━━━ GIVEN ENTRIES

use std::{
    fs::File,
    path::Path,
    sync::mpsc,
    time::{Duration, Instant},
};

use clap::{App, Arg, ArgMatches};
use notify::Watcher;
use raycore::scene::{LightSampling, SceneOptions};
use thiserror::Error;

use crate::interpret::{InterpretError, Interpreter};

mod interpret;
mod tokenize;

#[derive(Debug, Error)]
enum RenderError {
    #[error("could not open {path}: {source}")]
    Open {
        path: String,
        source: std::io::Error,
    },

    #[error("{0}")]
    Interpret(#[from] InterpretError),

    #[error("failed to write the image: {0}")]
    Output(#[from] image::ImageError),

    #[error("invalid value for --{name}: {value}")]
    Argument { name: &'static str, value: String },
}

fn parse_arg<T: std::str::FromStr>(matches: &ArgMatches, name: &'static str) -> Result<T, RenderError> {
    let value = matches.value_of(name).unwrap_or_default();
    value.parse().map_err(|_| RenderError::Argument {
        name,
        value: value.to_owned(),
    })
}

fn render(matches: &ArgMatches) -> Result<(), RenderError> {
    let source = matches.value_of("SOURCE").unwrap_or_default();
    let output = matches.value_of("output").unwrap_or("render.png");

    let options = SceneOptions {
        max_depth: parse_arg(matches, "depth")?,
        seed: parse_arg(matches, "seed")?,
        light_sampling: match matches.value_of("light-sampling") {
            Some("pixel") => LightSampling::PerPixel,
            _ => LightSampling::Fresh,
        },
        ..Default::default()
    };
    let width = parse_arg(matches, "width")?;
    let height = parse_arg(matches, "height")?;
    let time: f64 = parse_arg(matches, "time")?;

    let now = Instant::now();
    let file = File::open(source).map_err(|source_err| RenderError::Open {
        path: source.to_owned(),
        source: source_err,
    })?;
    let base_dir = Path::new(source).parent().unwrap_or_else(|| Path::new(""));
    let mut scene = Interpreter::new(file)?
        .with_base_dir(base_dir)
        .with_options(options)
        .run()?;
    scene.camera.set_resolution(width, height);

    log::info!("scene constructed in {:.2?}", now.elapsed());

    scene.update_transforms(time);
    scene.render_to(output)?;
    log::info!("wrote {} in {:.2?}", output, now.elapsed());

    Ok(())
}

fn main() {
    env_logger::Builder::from_default_env()
        .filter_level(log::LevelFilter::Info)
        .init();

    let matches = App::new("Raytracer SDL Interpreter")
        .version("1.0")
        .about("Renders a positional scene description with a Whitted-style ray tracer")
        .arg(
            Arg::with_name("SOURCE")
                .help("The source file")
                .required(true)
                .index(1),
        )
        .arg(
            Arg::with_name("output")
                .long("output")
                .short("o")
                .help("The output file, its extension picks the format")
                .default_value("render.png"),
        )
        .arg(
            Arg::with_name("width")
                .long("width")
                .help("Image width in pixels")
                .default_value("800"),
        )
        .arg(
            Arg::with_name("height")
                .long("height")
                .help("Image height in pixels")
                .default_value("600"),
        )
        .arg(
            Arg::with_name("depth")
                .long("depth")
                .short("d")
                .help("Maximum number of reflection/transmission bounces")
                .default_value("4"),
        )
        .arg(
            Arg::with_name("time")
                .long("time")
                .short("t")
                .help("Time offset objects are moved to along their acceleration")
                .default_value("0"),
        )
        .arg(
            Arg::with_name("seed")
                .long("seed")
                .help("Seed for every sampler and sample stream")
                .default_value("0"),
        )
        .arg(
            Arg::with_name("light-sampling")
                .long("light-sampling")
                .help("Whether area lights draw fresh points per shading or replay them per pixel")
                .possible_values(&["fresh", "pixel"])
                .default_value("fresh"),
        )
        .arg(
            Arg::with_name("watch")
                .long("watch")
                .short("w")
                .help("Whether or not to watch the file and rerender on save")
                .required(false),
        )
        .get_matches();

    if let Err(e) = render(&matches) {
        log::error!("failed to render: {}", e);
        if !matches.is_present("watch") {
            std::process::exit(1);
        }
    }

    if matches.is_present("watch") {
        let source = matches.value_of("SOURCE").unwrap_or_default();

        let (tx, rx) = mpsc::channel();
        let mut watcher = match notify::watcher(tx, Duration::from_millis(500)) {
            Ok(watcher) => watcher,
            Err(e) => {
                log::error!("failed to create a file watcher: {}", e);
                std::process::exit(1);
            }
        };
        if let Err(e) = watcher.watch(source, notify::RecursiveMode::NonRecursive) {
            log::error!("failed to watch {}: {}", source, e);
            std::process::exit(1);
        }

        log::info!("now listening for file changes at {}", source);
        loop {
            match rx.recv() {
                Ok(notify::DebouncedEvent::Write(_)) => {
                    if let Err(e) = render(&matches) {
                        log::error!("failed to render: {}", e);
                    }
                }
                Err(e) => {
                    log::error!("file watcher disconnected: {}", e);
                    break;
                }
                _ => (),
            }
        }
    }
}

━━━━━━

EXERCISE PROMPT: Transcribe the records exactly as they appear.

FINISHED TASK:
use std::{
    fs::File,
    path::Path,
    sync::mpsc,
    time::{Duration, Instant},
};

use clap::{App, Arg, ArgMatches};
use notify::Watcher;
use raycore::scene::{LightSampling, SceneOptions};
use thiserror::Error;

use crate::interpret::{InterpretError, Interpreter};

mod interpret;
mod tokenize;

#[derive(Debug, Error)]
enum RenderError {
    #[error("could not open {path}: {source}")]
    Open {
        path: String,
        source: std::io::Error,
    },

    #[error("{0}")]
    Interpret(#[from] InterpretError),

    #[error("failed to write the image: {0}")]
    Output(#[from] image::ImageError),

    #[error("invalid value for --{name}: {value}")]
    Argument { name: &'static str, value: String },
}

fn parse_arg<T: std::str::FromStr>(matches: &ArgMatches, name: &'static str) -> Result<T, RenderError> {
    let value = matches.value_of(name).unwrap_or_default();
    value.parse().map_err(|_| RenderError::Argument {
        name,
        value: value.to_owned(),
    })
}

fn render(matches: &ArgMatches) -> Result<(), RenderError> {
    let source = matches.value_of("SOURCE").unwrap_or_default();
    let output = matches.value_of("output").unwrap_or("render.png");

    let options = SceneOptions {
        max_depth: parse_arg(matches, "depth")?,
        seed: parse_arg(matches, "seed")?,
        light_sampling: match matches.value_of("light-sampling") {
            Some("pixel") => LightSampling::PerPixel,
            _ => LightSampling::Fresh,
        },
        ..Default::default()
    };
    let width = parse_arg(matches, "width")?;
    let height = parse_arg(matches, "height")?;
    let time: f64 = parse_arg(matches, "time")?;

    let now = Instant::now();
    let file = File::open(source).map_err(|source_err| RenderError::Open {
        path: source.to_owned(),
        source: source_err,
    })?;
    let base_dir = Path::new(source).parent().unwrap_or_else(|| Path::new(""));
    let mut scene = Interpreter::new(file)?
        .with_base_dir(base_dir)
        .with_options(options)
        .run()?;
    scene.camera.set_resolution(width, height);

    log::info!("scene constructed in {:.2?}", now.elapsed());

    scene.update_transforms(time);
    scene.render_to(output)?;
    log::info!("wrote {} in {:.2?}", output, now.elapsed());

    Ok(())
}

fn main() {
    env_logger::Builder::from_default_env()
        .filter_level(log::LevelFilter::Info)
        .init();

    let matches = App::new("Raytracer SDL Interpreter")
        .version("1.0")
        .about("Renders a positional scene description with a Whitted-style ray tracer")
        .arg(
            Arg::with_name("SOURCE")
                .help("The source file")
                .required(true)
                .index(1),
        )
        .arg(
            Arg::with_name("output")
                .long("output")
                .short("o")
                .help("The output file, its extension picks the format")
                .default_value("render.png"),
        )
        .arg(
            Arg::with_name("width")
                .long("width")
                .help("Image width in pixels")
                .default_value("800"),
        )
        .arg(
            Arg::with_name("height")
                .long("height")
                .help("Image height in pixels")
                .default_value("600"),
        )
        .arg(
            Arg::with_name("depth")
                .long("depth")
                .short("d")
                .help("Maximum number of reflection/transmission bounces")
                .default_value("4"),
        )
        .arg(
            Arg::with_name("time")
                .long("time")
                .short("t")
                .help("Time offset objects are moved to along their acceleration")
                .default_value("0"),
        )
        .arg(
            Arg::with_name("seed")
                .long("seed")
                .help("Seed for every sampler and sample stream")
                .default_value("0"),
        )
        .arg(
            Arg::with_name("light-sampling")
                .long("light-sampling")
                .help("Whether area lights draw fresh points per shading or replay them per pixel")
                .possible_values(&["fresh", "pixel"])
                .default_value("fresh"),
        )
        .arg(
            Arg::with_name("watch")
                .long("watch")
                .short("w")
                .help("Whether or not to watch the file and rerender on save")
                .required(false),
        )
        .get_matches();

    if let Err(e) = render(&matches) {
        log::error!("failed to render: {}", e);
        if !matches.is_present("watch") {
            std::process::exit(1);
        }
    }

    if matches.is_present("watch") {
        let source = matches.value_of("SOURCE").unwrap_or_default();

        let (tx, rx) = mpsc::channel();
        let mut watcher = match notify::watcher(tx, Duration::from_millis(500)) {
            Ok(watcher) => watcher,
            Err(e) => {
                log::error!("failed to create a file watcher: {}", e);
                std::process::exit(1);
            }
        };
        if let Err(e) = watcher.watch(source, notify::RecursiveMode::NonRecursive) {
            log::error!("failed to watch {}: {}", source, e);
            std::process::exit(1);
        }

        log::info!("now listening for file changes at {}", source);
        loop {
            match rx.recv() {
                Ok(notify::DebouncedEvent::Write(_)) => {
                    if let Err(e) = render(&matches) {
                        log::error!("failed to render: {}", e);
                    }
                }
                Err(e) => {
                    log::error!("file watcher disconnected: {}", e);
                    break;
                }
                _ => (),
            }
        }
    }
}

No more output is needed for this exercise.